Fawn Peak is a mid-elevation peak located in the North Cascades of Washington. Fawn Peak is perhaps most notable for being one of the 200 most prominent mountains in Washington, ranking #158 on that list with a clean prominence of 1897'. But compared to many nearby mountains, Fawn Peak is often overlooked and overshadowed by taller peaks nearby. This is unfortunate in some respects, as its close proximity to a major highway (Highway 20) and community (Mazama), its fantastic 360-Degree summit views, and its straightforward and non-technical ascent route, makes Fawn Peak a viable option for many months each year.
Fawn Peak
Fawn Peak

Fawn Peak has fantastic views of much more popular destinations. Methow Valley dominates lower-elevation views to the south, southwest, and west. Goat Peak, which has a fire lookout on its summit, is located only 3.5 miles to the west and its summit lookout tower can be seen from Fawn Peak.
Goat and Robinson
Goat Peak (left) and Robinson Mountain (right)

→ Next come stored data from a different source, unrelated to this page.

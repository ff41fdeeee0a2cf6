//! Error types for the course API
//!
//! Provides unified HTTP error handling using thiserror. The cache itself
//! cannot fail; only request validation and the repository can.

use axum::{
    http::StatusCode,
    response::{IntoResponse, Response},
    Json,
};
use thiserror::Error;

use crate::models::ErrorResponse;

// == API Error Enum ==
/// Unified error type for the HTTP layer.
#[derive(Error, Debug)]
pub enum ApiError {
    /// Invalid request data
    #[error("Invalid request: {0}")]
    InvalidRequest(String),

    /// The course store failed to answer
    #[error("Repository error: {0}")]
    Repository(String),
}

impl From<anyhow::Error> for ApiError {
    fn from(err: anyhow::Error) -> Self {
        ApiError::Repository(format!("{:#}", err))
    }
}

// == IntoResponse Implementation ==
impl IntoResponse for ApiError {
    fn into_response(self) -> Response {
        let (status, body) = match self {
            ApiError::InvalidRequest(msg) => (StatusCode::BAD_REQUEST, ErrorResponse::new(msg)),
            // Store details stay in the logs
            ApiError::Repository(_) => (
                StatusCode::INTERNAL_SERVER_ERROR,
                ErrorResponse::new("Failed to load courses"),
            ),
        };

        (status, Json(body)).into_response()
    }
}

// == Result Type Alias ==
/// Convenience Result type for the HTTP layer.
pub type Result<T> = std::result::Result<T, ApiError>;

#[cfg(test)]
mod tests {
    use super::*;
    use axum::body::to_bytes;

    async fn body_json(error: ApiError) -> (StatusCode, serde_json::Value) {
        let response = error.into_response();
        let status = response.status();
        let bytes = to_bytes(response.into_body(), usize::MAX).await.unwrap();
        (status, serde_json::from_slice(&bytes).unwrap())
    }

    #[test]
    fn test_error_status_codes() {
        let test_cases = vec![
            (ApiError::InvalidRequest("bad".to_string()), StatusCode::BAD_REQUEST),
            (ApiError::Repository("down".to_string()), StatusCode::INTERNAL_SERVER_ERROR),
        ];

        for (error, expected_status) in test_cases {
            let response = error.into_response();
            assert_eq!(
                response.status(),
                expected_status,
                "Error should map to correct HTTP status"
            );
        }
    }

    #[tokio::test]
    async fn test_invalid_request_body_has_message() {
        let (status, json) = body_json(ApiError::InvalidRequest("createdBy cannot be empty".into())).await;
        assert_eq!(status, StatusCode::BAD_REQUEST);
        assert_eq!(json["error"], "createdBy cannot be empty");
    }

    #[tokio::test]
    async fn test_repository_error_hides_details() {
        let (status, json) = body_json(ApiError::Repository("disk I/O error at /var/db".into())).await;
        assert_eq!(status, StatusCode::INTERNAL_SERVER_ERROR);
        assert!(json["error"].is_string());
        assert!(!json["error"].as_str().unwrap().contains("/var/db"));
    }

    #[test]
    fn test_from_anyhow_keeps_context_chain() {
        let err = anyhow::anyhow!("connection refused").context("failed to list courses by owner");
        match ApiError::from(err) {
            ApiError::Repository(msg) => {
                assert!(msg.contains("failed to list courses by owner"));
                assert!(msg.contains("connection refused"));
            }
            other => panic!("unexpected variant: {other:?}"),
        }
    }
}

But the most notable peaks within view from the summit of Fawn Peak are some of the top 100 highest Washington mountains. Gardner Mountain and North Gardner Mountain is only 10 miles to the south. Big Craggy Peak is only 10 miles to the north. Silver Star Mountain is only 12 miles to the southwest. Robinson Mountain is only 13 miles to the northwest.
Gardners and Silver Star
Gardners (left) and Silver Star Mountain (right)

Getting There

STARTING FROM THE INTERSECTION OF HIGHWAY 20 & LOST RIVER ROAD (MAZAMA, WA):
1a) Drive eastbound along Highway 20.
2a) After 5.1 miles, turn left (north) onto Goat Creek Road.
3a) After 1.8 miles, shortly after passing Fawn Creek, turn right (north) onto W. Fawn Creek Road.
IMPORTANT: Do not confuse this road with E. Fawn Creek Road, which is only 0.4 miles from the Highway 20/Goat Creek Road intersection.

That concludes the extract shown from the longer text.